L'iniziativa dà seguito alla richiesta avanzata sia dal sindaco Raimondo Cacciotto durante la seduta del 28 maggio scorso, che dal consigliere Mulas che due giorni dopo aveva protocollato un invito ufficiale a trattare in aula il tema della criminalità.
Il Consiglio comunale di Alghero
La decisione arriva all'indomani della riunione del Comitato provinciale per l'Ordine e la Sicurezza pubblica, convocata dalla Prefettura e svoltasi proprio ieri mattina: sul tavolo la sequenza di attentati incendiari registrati begli ultimi tempi. All'incontro hanno partecipato, oltre alla prefetta Grazia La Fauci, il procuratore della Repubblica di Sassari Armando Mammone e, in collegamento video, il procuratore generale presso la Corte d'Appello di Cagliari Luigi Patronaggio. Presente anche il sindaco Cacciotto, che ha illustrato il quadro emerso dalle interlocuzioni degli ultimi mesi con le forze dell'ordine.
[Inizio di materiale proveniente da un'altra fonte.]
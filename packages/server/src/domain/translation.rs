//! 翻訳まわりの trait とキャッシュキー

use async_trait::async_trait;
#[cfg(test)]
use mockall::automock;

use super::{Language, StoreError, TranslationError};

/// 翻訳キャッシュのキー
///
/// 本文は大文字小文字・空白を含めて完全一致で比較する。
#[derive(Debug, Clone, PartialEq, Eq, Hash)]
pub struct CacheKey {
    pub text: String,
    pub source: Language,
    pub target: Language,
}

impl CacheKey {
    pub fn new(text: impl Into<String>, source: Language, target: Language) -> Self {
        Self {
            text: text.into(),
            source,
            target,
        }
    }
}

/// 外部の翻訳プロバイダ
///
/// 推定された原文の言語に関係なく、必ず `target` に翻訳すること。
#[cfg_attr(test, automock)]
#[async_trait]
pub trait TranslationProvider: Send + Sync {
    async fn translate(
        &self,
        text: &str,
        source: Language,
        target: Language,
    ) -> Result<String, TranslationError>;
}

/// 翻訳キャッシュの永続層
#[async_trait]
pub trait TranslationStore: Send + Sync {
    async fn get_translation(&self, key: &CacheKey) -> Result<Option<String>, StoreError>;

    async fn put_translation(&self, key: &CacheKey, translated: &str) -> Result<(), StoreError>;
}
«Si tratta di una situazione che va letta distinguendo tre aspetti differenti», spiega il primo cittadino. Il primo riguarda la sicurezza urbana e la qualità della vita. «Ad Alghero si vive bene e questo è un dato condiviso da tutti». Il secondo concerne il tema delle possibili infiltrazioni mafiose: «Fin dall'inizio del mandato abbiamo mantenuto alta l'attenzione su questo fronte, anche attraverso il protocollo sottoscritto con la Prefettura, che consente un costante scambio di informazioni con gli uffici dello Sviluppo economico per intercettare eventuali segnali sospetti».
Il terzo elemento riguarda invece i recenti episodi criminali, compresi gli incendi che hanno colpito il territorio nelle ultime settimane. «Non emerge una matrice comune», osserva Cacciotto, «e spesso si tratta di fatti riconducibili a dissidi privati».
Raimondo Cacciotto, sindaco di Alghero (foto concessa)
Il tema sarà affrontato già nella prossima seduta del Consiglio comunale, prevista con ogni probabilità il 10 giugno.